A leitura recomendada hoje começou numa livraria. Eu estava ali, à procura de um bom livro, e dei de cara com uma faixa vermelha em torno de um volume pequeno na qual se lia o seguinte: "Se você puder ler somente um livro do Oriente este ano, que seja este. Um prodígio". Comecei a ler ali mesmo, curioso, mas logo vi que não havia nada de exótico, de trivial no livro, que se chama "Terra e Cinzas", vem apresentado como "um conto afegão" e é de autoria de Atiq Rahimi.
E o longo conto é um soco na boca do estômago. É um texto mais ou menos fragmentado, que a gente lê sem soltar.

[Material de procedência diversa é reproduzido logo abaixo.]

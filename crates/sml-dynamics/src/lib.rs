//! The dynamic semantics, aka, running a program.
//!
//! This is a stack machine, so deep recursion in SML does not use deep recursion in Rust.
//!
//! Each top-level declaration runs in its own child of the state, so the bindings come out in
//! declaration order. Constructors and exceptions get generation ids from counters in the state
//! passed in, so two declarations of the same name make different values.

#![allow(clippy::too_many_lines)]

mod builtin;
mod dec;
mod error;
mod pat_match;
mod step;
mod top_dec;
mod types;

pub use error::{Error, ErrorKind, Item};

use sml_hir::Decs;
use sml_state::{State, Val};
use std::rc::Rc;
use types::{St, Step};

/// Options for running.
#[derive(Debug, Clone, Copy)]
pub struct Options {
  /// The most stack frames there may be at once.
  pub max_frames: usize,
  /// Check that names like `true` are not re-bound. Usually static analysis does this.
  pub check_rebind: bool,
}

impl Default for Options {
  fn default() -> Self {
    Self { max_frames: 1_000_000, check_rebind: false }
  }
}

/// The result of running.
#[derive(Debug)]
pub struct Evaluated {
  /// The state after the declarations that ran to completion.
  pub state: State,
  /// The exception that escaped, if any. Declarations after the one that raised it did not run.
  pub raised: Option<Val>,
  /// How many of the top-level declarations ran to completion.
  pub completed: usize,
  /// What was printed, in order.
  pub output: Vec<String>,
}

/// Runs the declarations, starting from `state`.
///
/// # Errors
///
/// If something went wrong that is not an SML exception, like running out of frames.
pub fn get(decs: &Decs, state: &State, options: &Options) -> Result<Evaluated, Error> {
  elapsed::log("sml_dynamics::get", || {
    let mut st = St::new(options, state.clone());
    let mut raised = None::<Val>;
    let mut completed = 0usize;
    for idx in 0..decs.len() {
      let before = st.state.clone();
      match step::run(&mut st, Step::Dec(Rc::clone(decs), idx))? {
        Step::DecDone => completed = idx + 1,
        Step::Raise(val) => {
          st.state = before;
          raised = Some(val);
          break;
        }
        step => unreachable!("declaration finished with {step:?}"),
      }
    }
    if let Some(val) = &raised {
      log::debug!("uncaught exception: {}", sml_state::display_val(val));
    }
    Ok(Evaluated { state: st.state, raised, completed, output: st.output })
  })
}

Enredo básico: num confim do atormentado Afeganistão (ocupado pelos soviéticos, duas tragédias atrás), um velho espera uma carona para visitar seu filho. Com o velho, seu único neto. Neto que ficou surdo por causa de bombas que explodiram perto dele. O resto da família: todos mortos.
O velho quer avisar seu filho sobre o que ocorreu -porque o filho já está há meses fora- e pensa que teria sido melhor ele mesmo ter morrido.

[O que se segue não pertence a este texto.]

//! The library modules.

use crate::check::{check_raise, check_vals};
use pretty_assertions::assert_eq;

#[test]
fn available() {
  let got = sml_interp::available_modules();
  assert_eq!(got, ["Int", "Real", "Math", "Char", "String", "List", "Option", "Word"]);
}

#[test]
fn only_some() {
  let options = sml_interp::Options::default();
  let state = match sml_interp::first_state(&["List"], &options) {
    Ok(x) => x,
    Err(e) => panic!("{e}"),
  };
  assert!(state.with_dynamic_str(&[str_util::Name::new("List")], |_| ()).is_ok());
  assert!(state.with_dynamic_str(&[str_util::Name::new("Char")], |_| ()).is_err());
  assert!(state.dynamic_val("map").is_some());
}

#[test]
fn base() {
  check_vals(
    r#"
val a = hd [1, 2]
val b = tl [1, 2]
val c = length [1, 2, 3]
val d = rev [1, 2, 3]
val e = [1] @ [2, 3]
"#,
    &[("a", "1"), ("b", "[2]"), ("c", "3"), ("d", "[3, 2, 1]"), ("e", "[1, 2, 3]")],
  );
  check_vals(
    r#"
val a = (fn x => x + 1) o (fn x => x * 2)
val b = a 5
val c = foldl op+ 0 [1, 2, 3]
val d = foldr op:: [] [1, 2]
"#,
    &[("b", "11"), ("c", "6"), ("d", "[1, 2]")],
  );
  check_vals(
    r#"val a = valOf (SOME 1) val b = getOpt (NONE, 2) val c = not true val d = str #"x""#,
    &[("a", "1"), ("b", "2"), ("c", "false"), ("d", "\"x\"")],
  );
  check_raise("hd []", "Empty");
  check_raise("valOf NONE", "Option");
}

#[test]
fn list() {
  check_vals(
    r#"
val a = List.filter (fn x => x > 1) [1, 2, 3]
val b = List.nth ([4, 5, 6], 1)
val c = List.take ([1, 2, 3], 2)
val d = List.drop ([1, 2, 3], 2)
"#,
    &[("a", "[2, 3]"), ("b", "5"), ("c", "[1, 2]"), ("d", "[3]")],
  );
  check_vals(
    r#"
val a = List.exists (fn x => x = 2) [1, 2]
val b = List.all (fn x => x = 2) [1, 2]
val c = List.tabulate (3, fn i => i * i)
val d = List.last [1, 2, 3]
"#,
    &[("a", "true"), ("b", "false"), ("c", "[0, 1, 4]"), ("d", "3")],
  );
  check_vals(
    r#"
val a = List.find (fn x => x > 5) [1, 2]
val b = List.concat [[1], [], [2, 3]]
val c = List.partition (fn x => x < 2) [1, 2, 3]
"#,
    &[("a", "NONE"), ("b", "[1, 2, 3]"), ("c", "([1], [2, 3])")],
  );
  check_raise("List.nth ([1], 5)", "Subscript");
  check_raise("List.last []", "Empty");
}

#[test]
fn option() {
  check_vals(
    r#"
val a = Option.map (fn x => x + 1) (SOME 1)
val b = Option.join (SOME (SOME 2))
val c = Option.isSome NONE
"#,
    &[("a", "SOME 2"), ("b", "SOME 2"), ("c", "false")],
  );
  check_raise("Option.valOf NONE", "Option");
}

#[test]
fn string() {
  check_vals(
    r#"
val a = String.size "abc"
val b = String.concatWith ", " ["a", "b"]
val c = String.isPrefix "ab" "abc"
val d = String.sub ("abc", 1)
"#,
    &[("a", "3"), ("b", "\"a, b\""), ("c", "true"), ("d", "#\"b\"")],
  );
  check_vals(
    r#"
val a = String.extract ("hello", 1, NONE)
val b = String.compare ("a", "b")
val c = String.translate (fn c => str c ^ str c) "ab"
"#,
    &[("a", "\"ello\""), ("b", "LESS"), ("c", "\"aabb\"")],
  );
}

#[test]
fn char() {
  check_vals(
    r#"
val a = Char.isDigit #"5"
val b = Char.toUpper #"a"
val c = Char.isSpace #"\n"
val d = Char.succ #"a"
"#,
    &[("a", "true"), ("b", "#\"A\""), ("c", "true"), ("d", "#\"b\"")],
  );
  check_raise("Char.succ Char.maxChar", "Chr");
}

#[test]
fn int() {
  check_vals(
    "val a = Int.toString ~5 val b = Int.max (3, 4) val c = Int.compare (1, 1) val d = Int.maxInt",
    &[("a", "\"~5\""), ("b", "4"), ("c", "EQUAL"), ("d", "SOME 1073741823")],
  );
}

#[test]
fn real_and_math() {
  check_vals(
    r#"
val a = Real.fromInt 2
val b = Math.sqrt 16.0
val c = Real.toString 1.5
val d = Real.floor ~1.5
"#,
    &[("a", "2.0"), ("b", "4.0"), ("c", "\"1.5\""), ("d", "~2")],
  );
  check_vals(
    "val a = Math.pow (2.0, 10.0) val b = Real.max (1.0, 2.0)",
    &[("a", "1024.0"), ("b", "2.0")],
  );
}

#[test]
fn word() {
  check_vals(
    r#"
val a = Word.andb (0w12, 0w10)
val b = Word.orb (0w12, 0w10)
val c = Word.xorb (0w12, 0w10)
val d = Word.toInt 0w7
"#,
    &[("a", "0w8"), ("b", "0w14"), ("c", "0w6"), ("d", "7")],
  );
}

Quase nem precisa dizer mais nada para avaliar o tamanho do horror ali descrito, que é nosso contemporâneo apesar de distante na geografia. A narrativa é delicada, sutil, feita por um narrador que fala diretamente com o velho, em segunda pessoa, num processo raro e bem tramado. O resultado é que nosso coração, aos pedaços, fica afegão.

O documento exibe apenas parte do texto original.